Researcher’s Warning: Data Normalization & Hierarchy Mismatch
When performing longitudinal analysis or economic modeling, researchers must account for parallel extension architectures. Mixing extended classification systems without normalization can introduce statistical distortion.
- Extended 6-digit and 8-digit SIC systems are parallel refinements of the 4-digit baseline.
- 8-digit codes are not children of 6-digit codes.
- Mixed datasets must be normalized to the 4-digit SIC or 6-digit NAICS baseline.
- Extended NAICS codes should be aggregated when comparing against official government statistics.
Governance & Hierarchy Standards: Parallel Branching Architecture
Parallel Branching Diagram
Extended systems are separate branches — they do not form a single ladder. Normalize to the baseline before comparing datasets.

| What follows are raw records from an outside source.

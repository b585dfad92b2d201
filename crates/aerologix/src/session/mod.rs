//! Flight session tracking.
//!
//! A session is opened when tracking starts for an aircraft and closed when it
//! stops. Only the start time is authoritative; elapsed minutes are derived
//! from it on every tick. Stopping a session turns it into a single
//! [`FlightCandidate`] that is submitted to the backend once.

pub mod ticker;

use std::collections::hash_map::Entry;
use std::collections::HashMap;
use std::sync::{Arc, Mutex, MutexGuard, PoisonError};

use chrono::{DateTime, SecondsFormat, Utc};
use serde::{Deserialize, Serialize};
use tracing::{debug, info, warn};

use crate::api::FlightSubmitter;
use crate::clock::{Clock, SystemClock};
use crate::error::{Error, Result};

pub use ticker::Ticker;

/// Source tag attached to every candidate produced by session tracking.
pub const SOURCE_SESSION_TRACKING: &str = "session_tracking";

const MILLIS_PER_MINUTE: i64 = 60_000;

/// Which backend endpoint a finished session is submitted to.
#[derive(Debug, Clone, PartialEq, Eq, Hash, Serialize, Deserialize)]
#[serde(tag = "kind", rename_all = "snake_case")]
pub enum SubmissionFlow {
    /// The aircraft owner tracks the flight; a flight candidate is created.
    Owner,
    /// A pilot tracks the flight through an invite link.
    PilotInvite {
        /// The invite token scoping the submission.
        token: String,
    },
}

impl SubmissionFlow {
    /// Short name used in logs and storage.
    #[must_use]
    pub fn as_str(&self) -> &'static str {
        match self {
            Self::Owner => "owner",
            Self::PilotInvite { .. } => "pilot_invite",
        }
    }

    /// The invite token, for the pilot-invite flow.
    #[must_use]
    pub fn invite_token(&self) -> Option<&str> {
        match self {
            Self::Owner => None,
            Self::PilotInvite { token } => Some(token),
        }
    }
}

impl std::fmt::Display for SubmissionFlow {
    fn fmt(&self, f: &mut std::fmt::Formatter<'_>) -> std::fmt::Result {
        f.pad(self.as_str())
    }
}

/// Whole minutes between `started_at` and `now`, rounded down.
///
/// A clock reading earlier than the start yields zero.
#[must_use]
pub fn elapsed_minutes(started_at: DateTime<Utc>, now: DateTime<Utc>) -> i64 {
    ((now - started_at).num_milliseconds() / MILLIS_PER_MINUTE).max(0)
}

/// Duration reported for a session: elapsed minutes, but never less than one.
#[must_use]
pub fn duration_minutes(started_at: DateTime<Utc>, ended_at: DateTime<Utc>) -> u32 {
    u32::try_from(elapsed_minutes(started_at, ended_at).max(1)).unwrap_or(u32::MAX)
}

/// Format a timestamp the way the backend expects (`2024-05-01T14:03:22.120Z`).
#[must_use]
pub fn iso8601(ts: DateTime<Utc>) -> String {
    ts.to_rfc3339_opts(SecondsFormat::Millis, true)
}

/// An in-progress (or reset) flight session for one aircraft.
#[derive(Debug, Clone, PartialEq, Eq, Serialize, Deserialize)]
pub struct FlightSession {
    /// The aircraft being tracked.
    pub aircraft_id: String,
    /// Where the finished flight will be submitted.
    pub flow: SubmissionFlow,
    /// True between start and stop.
    pub is_active: bool,
    /// When tracking started; `None` when inactive.
    pub started_at: Option<DateTime<Utc>>,
    /// Derived on each tick; never authoritative.
    pub elapsed_minutes: i64,
}

impl FlightSession {
    /// A session that started at `started_at`.
    #[must_use]
    pub fn started(
        aircraft_id: impl Into<String>,
        flow: SubmissionFlow,
        started_at: DateTime<Utc>,
    ) -> Self {
        Self {
            aircraft_id: aircraft_id.into(),
            flow,
            is_active: true,
            started_at: Some(started_at),
            elapsed_minutes: 0,
        }
    }

    /// Recompute the derived elapsed minutes.
    pub fn recompute(&mut self, now: DateTime<Utc>) {
        self.elapsed_minutes = match (self.is_active, self.started_at) {
            (true, Some(started_at)) => elapsed_minutes(started_at, now),
            _ => 0,
        };
    }

    /// Return to the inactive state.
    pub fn reset(&mut self) {
        self.is_active = false;
        self.started_at = None;
        self.elapsed_minutes = 0;
    }

    /// The key its candidate will carry, or `None` for an inactive session.
    #[must_use]
    pub fn submission_key(&self) -> Option<String> {
        self.started_at
            .filter(|_| self.is_active)
            .map(|started_at| submission_key(&self.aircraft_id, &self.flow, started_at))
    }
}

/// A finished session, ready to be submitted.
#[derive(Debug, Clone, PartialEq, Eq, Serialize, Deserialize)]
pub struct FlightCandidate {
    /// The aircraft flown.
    pub aircraft_id: String,
    /// Where the candidate goes.
    pub flow: SubmissionFlow,
    /// When tracking started.
    pub depart_ts: DateTime<Utc>,
    /// When tracking stopped.
    pub arrival_ts: DateTime<Utc>,
    /// Rounded-down minutes, at least one.
    pub duration_est_minutes: u32,
    /// Always [`SOURCE_SESSION_TRACKING`].
    pub source: String,
}

impl FlightCandidate {
    /// Build the candidate for a session that ran from `depart_ts` to `arrival_ts`.
    #[must_use]
    pub fn new(
        aircraft_id: impl Into<String>,
        flow: SubmissionFlow,
        depart_ts: DateTime<Utc>,
        arrival_ts: DateTime<Utc>,
    ) -> Self {
        Self {
            aircraft_id: aircraft_id.into(),
            flow,
            depart_ts,
            arrival_ts,
            duration_est_minutes: duration_minutes(depart_ts, arrival_ts),
            source: SOURCE_SESSION_TRACKING.to_string(),
        }
    }

    /// Stable key identifying the session this candidate came from.
    ///
    /// Derived from the aircraft, the flow and the start time, so retrying the
    /// same session produces the same key even though the stop time moves.
    #[must_use]
    pub fn submission_key(&self) -> String {
        submission_key(&self.aircraft_id, &self.flow, self.depart_ts)
    }
}

fn submission_key(aircraft_id: &str, flow: &SubmissionFlow, depart_ts: DateTime<Utc>) -> String {
    let mut hasher = blake3::Hasher::new();
    hasher.update(aircraft_id.as_bytes());
    hasher.update(b"\n");
    hasher.update(flow.as_str().as_bytes());
    hasher.update(b"\n");
    hasher.update(flow.invite_token().unwrap_or_default().as_bytes());
    hasher.update(b"\n");
    hasher.update(&depart_ts.timestamp_millis().to_le_bytes());
    hasher.finalize().to_hex().to_string()
}

/// The set of active sessions, keyed by aircraft id.
///
/// Cloning a tracker yields another handle to the same sessions, which is how
/// the [`Ticker`] task and command handlers share them.
#[derive(Debug, Clone)]
pub struct SessionTracker {
    sessions: Arc<Mutex<HashMap<String, FlightSession>>>,
    clock: Arc<dyn Clock>,
}

impl Default for SessionTracker {
    fn default() -> Self {
        Self::new()
    }
}

impl SessionTracker {
    /// Create a tracker using the system clock.
    #[must_use]
    pub fn new() -> Self {
        Self::with_clock(Arc::new(SystemClock))
    }

    /// Create a tracker reading time from `clock`.
    #[must_use]
    pub fn with_clock(clock: Arc<dyn Clock>) -> Self {
        Self {
            sessions: Arc::new(Mutex::new(HashMap::new())),
            clock,
        }
    }

    // A panic while holding the lock cannot leave a session half-written, so
    // poisoning is ignored.
    fn lock(&self) -> MutexGuard<'_, HashMap<String, FlightSession>> {
        self.sessions.lock().unwrap_or_else(PoisonError::into_inner)
    }

    /// Start tracking a flight.
    ///
    /// # Errors
    ///
    /// Returns [`Error::SessionAlreadyActive`] if the aircraft already has a session.
    pub fn start(&self, aircraft_id: &str, flow: SubmissionFlow) -> Result<FlightSession> {
        let now = self.clock.now();
        let mut sessions = self.lock();
        match sessions.entry(aircraft_id.to_string()) {
            Entry::Occupied(_) => Err(Error::session_already_active(aircraft_id)),
            Entry::Vacant(slot) => {
                let session = FlightSession::started(aircraft_id, flow, now);
                debug!(
                    "Started {} session for aircraft {} at {}",
                    session.flow,
                    aircraft_id,
                    iso8601(now)
                );
                slot.insert(session.clone());
                Ok(session)
            }
        }
    }

    /// Recompute elapsed minutes for every active session.
    ///
    /// Returns the updated sessions ordered by aircraft id.
    pub fn tick(&self) -> Vec<FlightSession> {
        let now = self.clock.now();
        let mut sessions = self.lock();
        let mut snapshot: Vec<FlightSession> = sessions
            .values_mut()
            .map(|session| {
                session.recompute(now);
                session.clone()
            })
            .collect();
        drop(sessions);
        snapshot.sort_by(|a, b| a.aircraft_id.cmp(&b.aircraft_id));
        snapshot
    }

    /// The current session for an aircraft, with elapsed minutes up to date.
    #[must_use]
    pub fn status(&self, aircraft_id: &str) -> Option<FlightSession> {
        let now = self.clock.now();
        self.lock().get_mut(aircraft_id).map(|session| {
            session.recompute(now);
            session.clone()
        })
    }

    /// Check whether an aircraft has an active session.
    #[must_use]
    pub fn is_active(&self, aircraft_id: &str) -> bool {
        self.lock().contains_key(aircraft_id)
    }

    /// Number of active sessions.
    #[must_use]
    pub fn active_count(&self) -> usize {
        self.lock().len()
    }

    /// Load previously persisted sessions.
    ///
    /// Inactive sessions or sessions without a start time are skipped; an
    /// aircraft that is already tracked keeps its current session.
    pub fn restore(&self, restored: impl IntoIterator<Item = FlightSession>) {
        let mut sessions = self.lock();
        for session in restored {
            if !session.is_active || session.started_at.is_none() {
                warn!(
                    "Ignoring inactive session for aircraft {}",
                    session.aircraft_id
                );
                continue;
            }
            sessions
                .entry(session.aircraft_id.clone())
                .or_insert(session);
        }
    }

    /// Stop tracking and submit the flight.
    ///
    /// The session is taken out of the tracker before the request is sent, so
    /// a concurrent stop for the same aircraft sees no session and cannot
    /// submit twice. If the submission fails the session is put back with its
    /// original start time so the user can retry.
    ///
    /// # Errors
    ///
    /// Returns [`Error::SessionNotActive`] if nothing is being tracked, or
    /// [`Error::Submission`] if the backend call failed.
    pub async fn stop(
        &self,
        aircraft_id: &str,
        submitter: &dyn FlightSubmitter,
    ) -> Result<FlightCandidate> {
        let removed = self.lock().remove(aircraft_id);
        let session = removed.ok_or_else(|| Error::session_not_active(aircraft_id))?;

        let Some(started_at) = session.started_at else {
            return Err(Error::internal(format!(
                "active session for {aircraft_id} has no start time"
            )));
        };

        let candidate = FlightCandidate::new(
            aircraft_id,
            session.flow.clone(),
            started_at,
            self.clock.now(),
        );
        debug!(
            "Stopping session for aircraft {} after {} minute(s)",
            aircraft_id, candidate.duration_est_minutes
        );

        match submitter.submit(&candidate).await {
            Ok(()) => {
                info!(
                    "Flight of {} minute(s) recorded for aircraft {}",
                    candidate.duration_est_minutes, aircraft_id
                );
                Ok(candidate)
            }
            Err(source) => {
                warn!(
                    "Submission failed for aircraft {}, session restored: {}",
                    aircraft_id, source
                );
                self.reinstate(session);
                Err(Error::Submission {
                    aircraft_id: aircraft_id.to_string(),
                    source,
                })
            }
        }
    }

    fn reinstate(&self, session: FlightSession) {
        match self.lock().entry(session.aircraft_id.clone()) {
            Entry::Vacant(slot) => {
                slot.insert(session);
            }
            Entry::Occupied(_) => warn!(
                "Aircraft {} was restarted during submission; keeping the newer session",
                session.aircraft_id
            ),
        }
    }

    /// Drop a session without submitting it.
    pub fn discard(&self, aircraft_id: &str) -> Option<FlightSession> {
        self.lock().remove(aircraft_id)
    }

    /// Current time according to the tracker's clock.
    #[must_use]
    pub fn now(&self) -> DateTime<Utc> {
        self.clock.now()
    }

    /// Snapshot of all active sessions, ordered by aircraft id.
    #[must_use]
    pub fn active_sessions(&self) -> Vec<FlightSession> {
        self.tick()
    }
}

Interpretation: Treat extended systems as separate “branches.” Valid longitudinal comparisons require a shared baseline (4-digit SIC or 6-digit NAICS) before joining, aggregating, or modeling.

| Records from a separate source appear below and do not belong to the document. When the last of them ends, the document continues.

//! `SQLite` schema definitions for aerologix.
//!
//! This module contains the SQL statements for creating and managing
//! the database schema.

/// SQL statement to create the table of sessions being tracked.
pub const CREATE_ACTIVE_SESSIONS_TABLE: &str = r"
CREATE TABLE IF NOT EXISTS active_sessions (
    aircraft_id TEXT PRIMARY KEY,
    flow TEXT NOT NULL,
    invite_token TEXT,
    started_at TEXT NOT NULL
)
";

/// SQL statement to create the table of submitted flights.
pub const CREATE_SUBMISSIONS_TABLE: &str = r"
CREATE TABLE IF NOT EXISTS submissions (
    id INTEGER PRIMARY KEY AUTOINCREMENT,
    submission_key TEXT NOT NULL UNIQUE,
    aircraft_id TEXT NOT NULL,
    flow TEXT NOT NULL,
    depart_ts TEXT NOT NULL,
    arrival_ts TEXT NOT NULL,
    duration_minutes INTEGER NOT NULL,
    submitted_at TEXT NOT NULL
)
";

/// SQL statement to create an index on `submitted_at` for history queries.
pub const CREATE_SUBMITTED_AT_INDEX: &str = r"
CREATE INDEX IF NOT EXISTS idx_submissions_submitted_at ON submissions(submitted_at DESC)
";

/// SQL statement to create an index on `aircraft_id` for filtering.
pub const CREATE_AIRCRAFT_INDEX: &str = r"
CREATE INDEX IF NOT EXISTS idx_submissions_aircraft ON submissions(aircraft_id)
";

/// SQL statement to create the metadata table for storing key-value pairs.
pub const CREATE_METADATA_TABLE: &str = r"
CREATE TABLE IF NOT EXISTS metadata (
    key TEXT PRIMARY KEY,
    value TEXT NOT NULL
)
";

/// All schema creation statements in order.
pub const SCHEMA_STATEMENTS: &[&str] = &[
    CREATE_ACTIVE_SESSIONS_TABLE,
    CREATE_SUBMISSIONS_TABLE,
    CREATE_SUBMITTED_AT_INDEX,
    CREATE_AIRCRAFT_INDEX,
    CREATE_METADATA_TABLE,
];

#[cfg(test)]
mod tests {
    use super::*;

    #[test]
    fn test_schema_statements_not_empty() {
        assert!(!SCHEMA_STATEMENTS.is_empty());
        for stmt in SCHEMA_STATEMENTS {
            assert!(!stmt.is_empty());
        }
    }

    #[test]
    fn test_active_sessions_keyed_by_aircraft() {
        assert!(CREATE_ACTIVE_SESSIONS_TABLE.contains("aircraft_id TEXT PRIMARY KEY"));
        assert!(CREATE_ACTIVE_SESSIONS_TABLE.contains("started_at TEXT NOT NULL"));
    }

    #[test]
    fn test_submission_key_is_unique() {
        assert!(CREATE_SUBMISSIONS_TABLE.contains("submission_key TEXT NOT NULL UNIQUE"));
        assert!(CREATE_SUBMISSIONS_TABLE.contains("duration_minutes INTEGER NOT NULL"));
    }
}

| System | Authority scope | Depth | Recommended use | Normalization rule |
|---|---|---|---|---|
|
Baseline SIC (1987) 4-digit baseline |
Official baseline standard (historical comparability) | 4 digits | Longitudinal studies, historical reporting, cross-dataset comparability | Use as the shared join level when datasets contain mixed SIC extensions |
|
Extension SIC (common-usage) 6-digit refinement |
Common-usage refinement (private datasets; directory segmentation) | 6 digits | Broader commercial segmentation where moderate specificity is sufficient | Do not treat as a parent of 8-digit SIC; roll up to 4-digit for mixing |
|
Extension SIC (common-usage) 8-digit refinement |
Common-usage high-resolution refinement (micro-industry segmentation) | 8 digits | Micro-targeting, high-resolution firmographic analysis, granular segmentation | Do not join to 6-digit directly; roll up to 4-digit baseline first |
|
Baseline NAICS (2022) 6-digit official |
Official structure used for government statistics | 6 digits | Official comparability, benchmarking, statistical reporting | Use as the shared join level when comparing to official datasets |
|
Extension NAICS (common-usage) 8-digit refinement |
Private-sector refinement to increase segmentation resolution | 8 digits | High-resolution segmentation aligned to NAICS framework | Aggregate back to 6-digit NAICS for official comparability |
FAQ for Data Scientists & Researchers
-
Can I map an 8-digit SIC code directly into a 6-digit SIC code?
No. These are parallel extension systems. Both must be normalized to the 4-digit baseline for valid comparison. -
Why do 8-digit NAICS codes exist if the official structure ends at 6 digits?
They provide higher granularity for private-sector analysis while preserving compatibility with the official NAICS framework. -
How should cross-walking be handled at the extended level?
Cross-walking requires common-usage mapping logic. Mappings are not always 1:1 due to structural differences between SIC and NAICS. -
Is one system “better”?
No. Extended systems serve micro-segmentation needs; baseline systems support comparability and official reporting.
Researcher’s Guide to Citing Extended SIC & NAICS
When utilizing extended classification layers, researchers should distinguish between official baseline standards and curated extensions to ensure methodological transparency.
Commercial Services Disclosure
SICCODE.com offers optional professional services that apply — but do not alter — the reference framework. All services are downstream applications of published standards.